# THE PROBLEM
Your answer should be the exact lines of the data below from the one containing "a dynamic content" through the one containing "const LOADING_IN_BACKGROUND = 1 << 2;"; please include nothing else.

(Saved data entries)
◇ ◇ ◇ ◇ ◇
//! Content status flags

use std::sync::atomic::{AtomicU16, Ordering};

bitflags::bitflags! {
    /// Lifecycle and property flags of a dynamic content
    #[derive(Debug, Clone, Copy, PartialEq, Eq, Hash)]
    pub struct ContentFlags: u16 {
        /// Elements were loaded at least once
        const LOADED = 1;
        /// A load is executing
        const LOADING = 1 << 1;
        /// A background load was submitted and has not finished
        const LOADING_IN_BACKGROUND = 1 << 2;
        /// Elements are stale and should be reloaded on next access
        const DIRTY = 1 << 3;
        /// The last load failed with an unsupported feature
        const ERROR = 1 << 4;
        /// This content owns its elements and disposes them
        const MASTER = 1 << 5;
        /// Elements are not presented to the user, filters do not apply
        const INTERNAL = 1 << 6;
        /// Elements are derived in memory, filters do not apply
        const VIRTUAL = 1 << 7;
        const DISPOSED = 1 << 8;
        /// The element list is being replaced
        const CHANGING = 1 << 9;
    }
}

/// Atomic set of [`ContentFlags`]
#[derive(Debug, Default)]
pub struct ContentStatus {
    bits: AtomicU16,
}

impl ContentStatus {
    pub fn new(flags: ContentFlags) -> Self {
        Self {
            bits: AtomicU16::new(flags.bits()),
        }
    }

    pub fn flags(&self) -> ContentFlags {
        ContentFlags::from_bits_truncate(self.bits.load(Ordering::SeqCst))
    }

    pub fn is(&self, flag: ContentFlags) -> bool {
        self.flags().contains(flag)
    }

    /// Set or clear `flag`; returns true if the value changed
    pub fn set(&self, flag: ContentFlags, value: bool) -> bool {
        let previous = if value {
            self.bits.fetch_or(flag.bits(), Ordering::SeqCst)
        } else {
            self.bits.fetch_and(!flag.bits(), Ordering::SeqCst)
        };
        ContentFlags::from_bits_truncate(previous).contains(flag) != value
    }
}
◇ ◇ ◇ ◇ ◇
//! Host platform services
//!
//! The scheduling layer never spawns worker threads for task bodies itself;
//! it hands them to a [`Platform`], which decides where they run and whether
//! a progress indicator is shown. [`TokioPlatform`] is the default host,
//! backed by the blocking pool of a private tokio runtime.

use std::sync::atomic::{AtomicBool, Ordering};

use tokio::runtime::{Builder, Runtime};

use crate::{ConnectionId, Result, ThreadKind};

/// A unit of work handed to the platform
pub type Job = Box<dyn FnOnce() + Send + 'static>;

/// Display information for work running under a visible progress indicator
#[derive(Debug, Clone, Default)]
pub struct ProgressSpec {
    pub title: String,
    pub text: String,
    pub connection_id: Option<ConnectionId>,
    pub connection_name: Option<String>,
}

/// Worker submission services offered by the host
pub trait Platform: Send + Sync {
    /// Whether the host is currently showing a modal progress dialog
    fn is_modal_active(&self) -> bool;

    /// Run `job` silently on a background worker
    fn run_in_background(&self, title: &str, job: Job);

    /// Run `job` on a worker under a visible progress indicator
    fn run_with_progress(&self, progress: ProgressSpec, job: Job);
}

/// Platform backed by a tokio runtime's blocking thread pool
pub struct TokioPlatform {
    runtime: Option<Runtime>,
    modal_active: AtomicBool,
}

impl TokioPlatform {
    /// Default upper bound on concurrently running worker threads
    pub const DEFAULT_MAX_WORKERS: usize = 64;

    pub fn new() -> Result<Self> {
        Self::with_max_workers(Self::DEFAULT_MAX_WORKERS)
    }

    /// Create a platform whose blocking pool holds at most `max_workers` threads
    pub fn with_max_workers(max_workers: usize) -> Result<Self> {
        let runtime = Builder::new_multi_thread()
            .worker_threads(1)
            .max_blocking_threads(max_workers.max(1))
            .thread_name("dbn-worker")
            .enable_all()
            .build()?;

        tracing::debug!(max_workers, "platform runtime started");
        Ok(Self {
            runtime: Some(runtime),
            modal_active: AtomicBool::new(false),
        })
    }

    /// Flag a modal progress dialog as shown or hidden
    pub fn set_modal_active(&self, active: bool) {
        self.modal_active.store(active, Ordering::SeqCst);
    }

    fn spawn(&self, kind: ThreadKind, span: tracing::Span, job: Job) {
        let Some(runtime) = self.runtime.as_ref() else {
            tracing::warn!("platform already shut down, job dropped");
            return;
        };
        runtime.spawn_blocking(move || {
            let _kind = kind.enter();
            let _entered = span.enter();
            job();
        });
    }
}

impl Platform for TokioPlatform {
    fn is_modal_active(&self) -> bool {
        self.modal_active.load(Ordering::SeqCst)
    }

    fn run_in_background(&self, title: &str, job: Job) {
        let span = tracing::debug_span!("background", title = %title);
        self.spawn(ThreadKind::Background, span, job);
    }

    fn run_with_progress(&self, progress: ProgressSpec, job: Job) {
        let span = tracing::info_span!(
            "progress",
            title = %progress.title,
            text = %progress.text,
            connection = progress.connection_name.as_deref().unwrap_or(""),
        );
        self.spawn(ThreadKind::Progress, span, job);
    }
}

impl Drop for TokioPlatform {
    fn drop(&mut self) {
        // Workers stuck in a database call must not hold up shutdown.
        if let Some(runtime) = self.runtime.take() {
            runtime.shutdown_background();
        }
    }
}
◇ ◇ ◇ ◇ ◇
# RESPONSE BOX
    /// Lifecycle and property flags of a dynamic content
    #[derive(Debug, Clone, Copy, PartialEq, Eq, Hash)]
    pub struct ContentFlags: u16 {
        /// Elements were loaded at least once
        const LOADED = 1;
        /// A load is executing
        const LOADING = 1 << 1;
        /// A background load was submitted and has not finished
        const LOADING_IN_BACKGROUND = 1 << 2;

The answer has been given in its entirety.